Non-alcoholic fatty liver disease (
NAFLD) is considered a hepatic manifestation of
metabolic syndrome, which is known to be associated with
insulin resistance (IR).
NAFLD occurs when the rate of hepatic
fatty acid uptake from plasma and de novo
fatty acid synthesis is greater than the rate of
fatty acid oxidation and excretion as
very low-density lipoprotein (VLDL). To estimate the effects of IR on hepatic
lipid excretion,
mRNA expression levels of genes involved in VLDL assembly were analyzed in
NAFLD liver. Twenty-two histologically proven
NAFLD patients and 10 healthy control subjects were enrolled in this study.

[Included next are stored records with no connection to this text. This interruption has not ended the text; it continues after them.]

//! 松弛感知的移动状态机
//!
//! 三个状态：
//!
//! - **FREE**：松闸、零力矩 —— 线在外力（重力/水阻）作用下自由
//!   放出，电机不驱动
//! - **SERVO**：闭环位置/速度轨迹
//! - **DONE**：终态
//!
//! 向外放线且开启松弛监测时从 FREE 起步：先让仪器包自重把线
//! 拉起来，转速到目标的 25% 再切入伺服，避免电机把松弛的线
//! 继续往外推（缠筒事故的主要来源）。伺服中检测到松弛（电流
//! 超标且力矩超过速度相关阈值）则退回 FREE。
//!
//! 每个周期一次批量状态查询 + 一次取消轮询 + 固定休眠。
//! 无论从哪条路径退出（完成、放弃、取消、错误），[`StopGuard`]
//! 都保证停车并重新抱闸 —— 取消信号在周期中途到达也跳不过它。

use crate::controller::Calibration;
use crate::monitor::Monitor;
use crate::policy::VelocityPolicy;
use crate::request::{DirectionConstraint, MoveRequest, MoveTarget};
use crate::supervisor::Supervisor;
use crate::OperationError;
use std::time::Instant;
use tracing::{debug, info, warn};
use winch_driver::{DriverError, Motor};

/// 状态机相位
enum MovePhase {
    /// 自由轮：记录空转起点
    Free { idle_since: Instant },
    /// 伺服轨迹：记录上次下发的 VT，用于策略变化比较
    Servo { last_vt: i64 },
}

/// 退出清理守卫
///
/// 停车 + 抱闸必须在每条退出路径上执行。成功路径显式调用
/// [`StopGuard::finish`] 以便传播清理错误；其余路径（`?` 提前
/// 返回、取消）由 `Drop` 兜底，错误只能记日志。
struct StopGuard<'a> {
    motor: &'a Motor,
    finished: bool,
}

impl<'a> StopGuard<'a> {
    fn new(motor: &'a Motor) -> Self {
        Self {
            motor,
            finished: false,
        }
    }

    fn cleanup(motor: &Motor) -> Result<(), DriverError> {
        motor.stop_motor()?;
        motor.engage_brake()
    }

    /// 成功路径的显式清理
    fn finish(mut self) -> Result<(), DriverError> {
        self.finished = true;
        Self::cleanup(self.motor)
    }
}

impl Drop for StopGuard<'_> {
    fn drop(&mut self) {
        if !self.finished {
            if let Err(e) = Self::cleanup(self.motor) {
                warn!("stop-and-brake cleanup failed during unwind: {e}");
            }
        }
    }
}

/// 一次移动的执行环境
pub(crate) struct MoveLoop<'a> {
    pub motor: &'a Motor,
    pub supervisor: &'a Supervisor,
    pub monitor: &'a Monitor,
    pub calibration: &'a Calibration,
    pub default_velocity: f64,
}

impl MoveLoop<'_> {
    /// 执行移动请求
    pub fn run(&self, request: &MoveRequest) -> Result<(), OperationError> {
        let conv = self.motor.converter();
        let cal = self.calibration;

        // 起点取缓存读数，足够新就不再打扰设备；
        // 方向守卫因此可以零命令返回
        let start = self
            .monitor
            .cable
            .get_or_fetch(cal.position_cache_max_age(), || self.motor.read_cable_out())?;

        let target_m = match request.target {
            MoveTarget::Absolute(m) => m,
            MoveTarget::Relative(d) => start.meters + d,
        };

        // 方向守卫：约束已满足 → 无操作，不发任何命令
        match request.direction {
            DirectionConstraint::OutOnly if start.meters >= target_m => {
                info!(
                    "move to {target_m:.2} m is a no-op: already at {:.2} m with out-only constraint",
                    start.meters
                );
                return Ok(());
            }
            DirectionConstraint::InOnly if start.meters <= target_m => {
                info!(
                    "move to {target_m:.2} m is a no-op: already at {:.2} m with in-only constraint",
                    start.meters
                );
                return Ok(());
            }
            _ => {}
        }

        let outward = target_m >= start.meters;
        let target_counts = conv.position_m_to_device(target_m).round() as i64;
        let accel = request.accel.unwrap_or(self.motor.default_accel());
        let policy = request
            .velocity
            .clone()
            .unwrap_or(VelocityPolicy::Constant(self.default_velocity));
        let slack_active = request.monitor_slack && outward;

        info!(
            "starting move to {target_m:.2} m (from {:.2} m, slack monitoring {})",
            start.meters,
            if slack_active { "on" } else { "off" }
        );

        // 从这里起，所有退出路径都要停车抱闸
        let guard = StopGuard::new(self.motor);

        let mut phase = if slack_active {
            self.motor.release_brake()?;
            self.motor.start_force_move(0.0)?;
            MovePhase::Free {
                idle_since: Instant::now(),
            }
        } else {
            let vt = conv
                .velocity_mps_to_device(policy.target_for(start.meters).abs())
                .round() as i64;
            self.motor.start_position_move(target_counts, vt, accel)?;
            MovePhase::Servo { last_vt: vt }
        };

        loop {
            // 每个周期至少一次取消轮询
            self.supervisor.poll()?;

            let sample = self.motor.sample_status()?;
            self.monitor.update_from_sample(&sample, conv);

            let cable_m = conv.position_device_to_m(sample.position);
            let inst_mps = conv.instantaneous_velocity_mps(sample.velocity);
            let target_mps = policy.target_for(cable_m).abs();

            phase = match phase {
                MovePhase::Free { idle_since } => {
                    // 已越过目标：自由轮阶段就到位了
                    if (outward && cable_m >= target_m) || (!outward && cable_m <= target_m) {
                        info!("target passed while free-wheeling, done");
                        break;
                    }

                    if sample.torque.abs() < cal.free_torque_epsilon
                        && inst_mps.abs() >= cal.free_velocity_fraction * target_mps
                    {
                        // 线已被拉起来：切入伺服
                        info!(
                            "free-wheeled up to {:.3} m/s (>= {:.0}% of {:.3}), switching to servo",
                            inst_mps,
                            cal.free_velocity_fraction * 100.0,
                            target_mps
                        );
                        let vt = conv.velocity_mps_to_device(target_mps).round() as i64;
                        self.motor.start_position_move(target_counts, vt, accel)?;
                        MovePhase::Servo { last_vt: vt }
                    } else if idle_since.elapsed() >= request.max_idle {
                        // 空转超时：线始终没张起来，放弃
                        info!(
                            "free-wheel idle for {:.1?} without reaching speed, giving up",
                            idle_since.elapsed()
                        );
                        break;
                    } else {
                        if sample.torque.abs() >= cal.free_torque_epsilon {
                            debug!("waiting for true free-wheel, torque = {}", sample.torque);
                        }
                        MovePhase::Free { idle_since }
                    }
                }

                MovePhase::Servo { last_vt } => {
                    if !sample.status.in_trajectory() {
                        // 轨迹结束；异常的终止状态出一份诊断报告（非致命）
                        if !sample.status.is_benign_stop() {
                            warn!(
                                "trajectory ended with status {:#06x}, dumping report",
                                sample.status.raw()
                            );
                            if let Err(e) = self.motor.status_report(Some(sample.status)) {
                                warn!("status report failed: {e}");
                            }
                        }
                        break;
                    }

                    let slack_threshold = cal.slack_torque_threshold(sample.velocity);
                    if slack_active
                        && sample.current > cal.slack_current_threshold
                        && sample.torque > slack_threshold
                    {
                        // 松弛：电机在"用力推线出去"。退回自由轮，
                        // 让外力重新把线张起来
                        info!(
                            "line appears slack (current {} > {}, torque {} > {:.0})",
                            sample.current,
                            cal.slack_current_threshold,
                            sample.torque,
                            slack_threshold
                        );
                        self.motor.issue_zero_torque()?;
                        MovePhase::Free {
                            idle_since: Instant::now(),
                        }
                    } else {
                        // 速度策略随缆长变化：重发轨迹命令
                        let vt = conv.velocity_mps_to_device(target_mps).round() as i64;
                        if (vt - last_vt).abs() as f64 > cal.vt_reissue_epsilon {
                            debug!("velocity policy changed (VT {last_vt} -> {vt}), reissuing");
                            self.motor.start_position_move(target_counts, vt, accel)?;
                            MovePhase::Servo { last_vt: vt }
                        } else {
                            MovePhase::Servo { last_vt }
                        }
                    }
                }
            };

            spin_sleep::sleep(cal.tick_interval());
        }

        guard.finish().map_err(OperationError::from)
    }
}
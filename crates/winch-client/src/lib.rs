//! # Winch Client
//!
//! 绞车高层运动控制
//!
//! - [`WinchController`]: 一次设备会话的运动控制器，缓存传感器
//!   读数，驱动检测松弛线缆的移动状态机
//! - [`Supervisor`]: 异步操作监督者 —— 同一时刻至多一个后台
//!   操作线程，协作式取消
//! - [`MoveRequest`] / [`VelocityPolicy`]: 移动参数与速度策略
//!
//! ## 取消语义
//!
//! 取消是数据而不是异常层级：[`AbortSignal`] 带一个 `cleanup`
//! 标志。`cleanup = true` 允许上层序列继续做安全回收动作；
//! `cleanup = false` 表示立即停止、不再有任何运动（急停）。
//! 信号在每个控制循环周期的显式轮询点被消费。

pub mod cancel;
pub mod controller;
mod machine;
pub mod monitor;
pub mod policy;
pub mod request;
pub mod supervisor;

pub use cancel::{AbortSignal, AbortSlot};
pub use controller::{Calibration, WinchController};
pub use monitor::{CachedReading, Monitor, Stamped};
pub use policy::VelocityPolicy;
pub use request::{DirectionConstraint, MoveRequest, MoveTarget};
pub use supervisor::{JobCallback, StartError, Supervisor};

use thiserror::Error;
use winch_driver::DriverError;

/// 操作级错误
#[derive(Error, Debug)]
pub enum OperationError {
    /// 操作被取消。`cleanup` 标志随错误向上传播，
    /// 让序列级代码决定是否继续做安全回收。
    #[error("Operation aborted (cleanup allowed: {})", .0.cleanup)]
    Aborted(AbortSignal),

    /// 驱动层错误
    #[error("Driver error: {0}")]
    Driver(#[from] DriverError),
}

impl OperationError {
    /// 是否为取消
    pub fn is_abort(&self) -> bool {
        matches!(self, OperationError::Aborted(_))
    }
}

mRNA was extracted from liver biopsy samples and real-time PCR was performed to quantify the expression levels of
apolipoprotein B (
apoB),
microsomal triglyceride transfer protein (MTP) and
liver fatty-acid binding protein (L-FABP). Hepatic expression levels of the genes were compared between
NAFLD patients and control subjects. In
NAFLD patients, we also examined correlations between expression levels of the genes and metabolic factors, including IR, and the extent of
obesity and hepatic
lipid accumulation. Hepatic expression levels of
apoB, MTP and L-FABP were significantly up-regulated in
NAFLD patients compared to control subjects. The expression levels of MTP were correlated with those of
apoB, but not with those of L-FABP. In the
NAFLD liver, the expression levels of MTP were significantly reduced in patients with HOMA-IR >2.5. In addition, a significant reduction in MTP expression was observed in livers with advanced steatosis. Enhanced expression of genes involved in VLDL assembly may be promoted to release excess
lipid from
NAFLD livers. However, the progression of IR and hepatic steatosis may attenuate this compensatory process.